ASSIGNED TASK: Using the entries below, say how many of the lines carry "amount". Write the number alone.

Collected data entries
=== Section Start ===

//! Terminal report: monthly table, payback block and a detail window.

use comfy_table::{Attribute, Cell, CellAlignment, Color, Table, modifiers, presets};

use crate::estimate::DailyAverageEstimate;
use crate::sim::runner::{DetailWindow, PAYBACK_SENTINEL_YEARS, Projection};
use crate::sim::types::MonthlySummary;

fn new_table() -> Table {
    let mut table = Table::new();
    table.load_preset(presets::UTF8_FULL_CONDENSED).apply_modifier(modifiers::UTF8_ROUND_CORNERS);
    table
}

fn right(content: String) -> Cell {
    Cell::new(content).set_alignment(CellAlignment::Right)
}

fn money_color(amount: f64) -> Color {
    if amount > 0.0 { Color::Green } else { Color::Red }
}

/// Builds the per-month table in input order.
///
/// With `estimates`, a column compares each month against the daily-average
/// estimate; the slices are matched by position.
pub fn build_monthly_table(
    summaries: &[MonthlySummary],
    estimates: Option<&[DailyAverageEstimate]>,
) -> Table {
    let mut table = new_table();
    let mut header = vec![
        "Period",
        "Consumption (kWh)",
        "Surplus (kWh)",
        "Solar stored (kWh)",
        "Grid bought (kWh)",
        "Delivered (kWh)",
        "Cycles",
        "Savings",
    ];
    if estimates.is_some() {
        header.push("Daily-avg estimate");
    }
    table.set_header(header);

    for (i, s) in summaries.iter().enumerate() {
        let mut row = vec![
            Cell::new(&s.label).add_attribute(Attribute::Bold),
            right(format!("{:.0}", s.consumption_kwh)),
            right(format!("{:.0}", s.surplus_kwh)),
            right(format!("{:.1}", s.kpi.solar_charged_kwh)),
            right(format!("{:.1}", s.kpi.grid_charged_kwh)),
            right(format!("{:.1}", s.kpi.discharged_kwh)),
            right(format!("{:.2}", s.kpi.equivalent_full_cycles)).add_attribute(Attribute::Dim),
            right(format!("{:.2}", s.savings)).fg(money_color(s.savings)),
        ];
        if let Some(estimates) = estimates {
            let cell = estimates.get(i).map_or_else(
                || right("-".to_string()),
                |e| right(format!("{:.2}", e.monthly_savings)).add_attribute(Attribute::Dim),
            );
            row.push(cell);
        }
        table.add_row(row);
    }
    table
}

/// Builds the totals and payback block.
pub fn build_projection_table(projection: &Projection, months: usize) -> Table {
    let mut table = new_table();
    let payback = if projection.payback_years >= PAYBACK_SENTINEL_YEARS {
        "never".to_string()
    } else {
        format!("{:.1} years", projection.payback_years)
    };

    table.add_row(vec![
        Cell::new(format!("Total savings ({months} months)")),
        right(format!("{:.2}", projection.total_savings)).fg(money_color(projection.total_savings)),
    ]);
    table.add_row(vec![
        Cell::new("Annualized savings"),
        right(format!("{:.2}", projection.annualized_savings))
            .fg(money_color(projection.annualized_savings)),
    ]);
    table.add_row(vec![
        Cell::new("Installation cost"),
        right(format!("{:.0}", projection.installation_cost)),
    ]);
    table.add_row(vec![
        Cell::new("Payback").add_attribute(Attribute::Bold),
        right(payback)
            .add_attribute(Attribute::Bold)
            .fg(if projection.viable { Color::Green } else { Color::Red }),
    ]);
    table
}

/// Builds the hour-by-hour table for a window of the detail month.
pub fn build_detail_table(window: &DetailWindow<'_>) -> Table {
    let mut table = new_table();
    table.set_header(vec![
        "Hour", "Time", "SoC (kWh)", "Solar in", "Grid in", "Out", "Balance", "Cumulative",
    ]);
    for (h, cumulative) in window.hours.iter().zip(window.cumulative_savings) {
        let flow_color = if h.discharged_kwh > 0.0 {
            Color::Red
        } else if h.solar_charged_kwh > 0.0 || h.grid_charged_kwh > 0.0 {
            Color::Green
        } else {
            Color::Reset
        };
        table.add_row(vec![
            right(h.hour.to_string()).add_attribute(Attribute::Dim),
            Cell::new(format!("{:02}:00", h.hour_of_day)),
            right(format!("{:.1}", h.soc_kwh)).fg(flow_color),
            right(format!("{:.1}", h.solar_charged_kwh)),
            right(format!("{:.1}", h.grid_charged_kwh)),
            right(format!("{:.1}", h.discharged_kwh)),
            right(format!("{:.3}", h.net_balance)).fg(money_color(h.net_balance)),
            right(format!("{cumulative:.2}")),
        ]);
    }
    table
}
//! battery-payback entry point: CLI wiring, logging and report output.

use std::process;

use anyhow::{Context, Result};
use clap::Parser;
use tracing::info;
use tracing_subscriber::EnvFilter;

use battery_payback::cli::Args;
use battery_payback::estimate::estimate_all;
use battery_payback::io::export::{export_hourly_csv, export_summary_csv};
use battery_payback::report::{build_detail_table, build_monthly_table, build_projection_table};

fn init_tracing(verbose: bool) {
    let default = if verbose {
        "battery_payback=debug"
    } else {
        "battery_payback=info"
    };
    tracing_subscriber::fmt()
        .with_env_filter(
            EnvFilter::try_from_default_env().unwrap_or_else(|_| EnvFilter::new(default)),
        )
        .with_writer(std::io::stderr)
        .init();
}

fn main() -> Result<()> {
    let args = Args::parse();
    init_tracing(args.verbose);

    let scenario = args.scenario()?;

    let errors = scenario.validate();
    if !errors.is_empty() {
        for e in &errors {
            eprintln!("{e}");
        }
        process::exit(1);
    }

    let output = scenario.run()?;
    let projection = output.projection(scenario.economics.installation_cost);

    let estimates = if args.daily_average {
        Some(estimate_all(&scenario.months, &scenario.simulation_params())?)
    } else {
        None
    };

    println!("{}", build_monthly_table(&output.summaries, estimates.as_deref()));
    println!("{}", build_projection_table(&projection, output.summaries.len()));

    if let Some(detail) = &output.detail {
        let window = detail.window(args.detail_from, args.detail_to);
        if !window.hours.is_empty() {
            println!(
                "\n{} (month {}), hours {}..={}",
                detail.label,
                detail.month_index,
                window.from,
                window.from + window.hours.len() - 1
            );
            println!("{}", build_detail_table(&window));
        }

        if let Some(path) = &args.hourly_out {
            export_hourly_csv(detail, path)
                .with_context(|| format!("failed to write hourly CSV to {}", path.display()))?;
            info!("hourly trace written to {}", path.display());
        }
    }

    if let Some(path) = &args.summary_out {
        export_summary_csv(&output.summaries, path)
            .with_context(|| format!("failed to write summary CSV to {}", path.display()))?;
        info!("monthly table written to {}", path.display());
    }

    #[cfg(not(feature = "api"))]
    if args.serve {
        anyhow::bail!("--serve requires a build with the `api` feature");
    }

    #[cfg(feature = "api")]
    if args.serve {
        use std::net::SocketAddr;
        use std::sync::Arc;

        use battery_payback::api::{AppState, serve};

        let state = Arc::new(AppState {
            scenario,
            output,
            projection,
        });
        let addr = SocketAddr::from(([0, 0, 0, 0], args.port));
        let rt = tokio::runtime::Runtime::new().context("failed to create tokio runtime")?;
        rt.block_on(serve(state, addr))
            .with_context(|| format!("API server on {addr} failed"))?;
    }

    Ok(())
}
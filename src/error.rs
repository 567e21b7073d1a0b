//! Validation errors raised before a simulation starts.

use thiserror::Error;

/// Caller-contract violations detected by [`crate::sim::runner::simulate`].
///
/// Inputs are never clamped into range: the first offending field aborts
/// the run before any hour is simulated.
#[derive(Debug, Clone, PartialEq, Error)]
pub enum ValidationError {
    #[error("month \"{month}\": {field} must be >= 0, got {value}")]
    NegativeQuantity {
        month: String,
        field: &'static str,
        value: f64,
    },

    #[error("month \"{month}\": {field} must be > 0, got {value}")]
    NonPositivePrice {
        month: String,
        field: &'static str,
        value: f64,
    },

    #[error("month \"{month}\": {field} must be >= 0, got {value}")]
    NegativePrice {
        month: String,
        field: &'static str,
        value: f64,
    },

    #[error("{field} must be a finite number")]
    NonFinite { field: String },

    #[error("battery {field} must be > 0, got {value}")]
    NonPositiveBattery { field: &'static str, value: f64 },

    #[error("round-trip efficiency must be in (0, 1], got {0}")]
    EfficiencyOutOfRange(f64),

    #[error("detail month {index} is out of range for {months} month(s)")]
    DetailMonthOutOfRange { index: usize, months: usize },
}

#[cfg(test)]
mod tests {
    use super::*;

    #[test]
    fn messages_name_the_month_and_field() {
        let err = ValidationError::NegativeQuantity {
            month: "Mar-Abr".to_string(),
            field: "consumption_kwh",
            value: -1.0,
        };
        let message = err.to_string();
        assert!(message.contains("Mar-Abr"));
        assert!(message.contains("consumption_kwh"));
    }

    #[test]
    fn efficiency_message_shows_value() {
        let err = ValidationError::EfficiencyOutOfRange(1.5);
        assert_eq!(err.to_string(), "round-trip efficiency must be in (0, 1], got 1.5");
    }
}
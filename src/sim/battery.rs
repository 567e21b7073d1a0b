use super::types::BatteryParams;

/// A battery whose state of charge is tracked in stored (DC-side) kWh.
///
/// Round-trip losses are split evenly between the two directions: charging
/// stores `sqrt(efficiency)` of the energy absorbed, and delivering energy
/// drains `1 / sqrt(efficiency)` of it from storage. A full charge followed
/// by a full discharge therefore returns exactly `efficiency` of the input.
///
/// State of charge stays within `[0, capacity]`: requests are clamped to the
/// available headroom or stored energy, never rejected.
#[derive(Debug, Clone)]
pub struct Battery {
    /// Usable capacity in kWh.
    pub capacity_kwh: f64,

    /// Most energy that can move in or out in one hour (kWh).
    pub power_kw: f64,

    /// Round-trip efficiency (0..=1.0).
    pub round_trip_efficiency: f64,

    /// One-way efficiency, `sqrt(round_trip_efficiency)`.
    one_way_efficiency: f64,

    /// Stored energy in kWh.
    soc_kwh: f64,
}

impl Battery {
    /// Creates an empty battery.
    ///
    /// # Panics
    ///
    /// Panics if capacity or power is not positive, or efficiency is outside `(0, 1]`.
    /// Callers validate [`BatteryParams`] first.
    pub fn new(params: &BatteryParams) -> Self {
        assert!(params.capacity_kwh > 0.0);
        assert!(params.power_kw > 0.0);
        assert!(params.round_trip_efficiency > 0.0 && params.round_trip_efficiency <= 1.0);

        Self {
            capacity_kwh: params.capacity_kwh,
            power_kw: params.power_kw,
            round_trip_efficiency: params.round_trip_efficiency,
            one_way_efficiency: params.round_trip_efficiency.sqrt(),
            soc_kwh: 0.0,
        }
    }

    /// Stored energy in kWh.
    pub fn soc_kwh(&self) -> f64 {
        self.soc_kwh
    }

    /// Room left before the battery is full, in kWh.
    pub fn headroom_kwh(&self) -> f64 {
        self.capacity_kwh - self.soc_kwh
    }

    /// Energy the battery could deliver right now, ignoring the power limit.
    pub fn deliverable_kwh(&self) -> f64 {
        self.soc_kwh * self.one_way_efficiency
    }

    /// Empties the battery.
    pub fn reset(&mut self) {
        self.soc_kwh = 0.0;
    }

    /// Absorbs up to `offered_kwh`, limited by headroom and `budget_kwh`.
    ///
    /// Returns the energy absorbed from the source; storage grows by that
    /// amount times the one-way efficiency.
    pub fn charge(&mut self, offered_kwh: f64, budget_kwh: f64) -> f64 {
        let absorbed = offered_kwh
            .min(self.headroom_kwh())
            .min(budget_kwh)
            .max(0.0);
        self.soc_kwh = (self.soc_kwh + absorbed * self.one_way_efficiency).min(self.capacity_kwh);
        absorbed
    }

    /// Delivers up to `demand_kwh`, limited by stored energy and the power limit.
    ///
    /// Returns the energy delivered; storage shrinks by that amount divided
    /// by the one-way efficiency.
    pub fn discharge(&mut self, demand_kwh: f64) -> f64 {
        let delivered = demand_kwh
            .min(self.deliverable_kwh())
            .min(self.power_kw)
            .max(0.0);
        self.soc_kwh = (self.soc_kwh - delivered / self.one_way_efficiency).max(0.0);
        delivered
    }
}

=== Section End ===

RESULT FOR THIS TASK: 4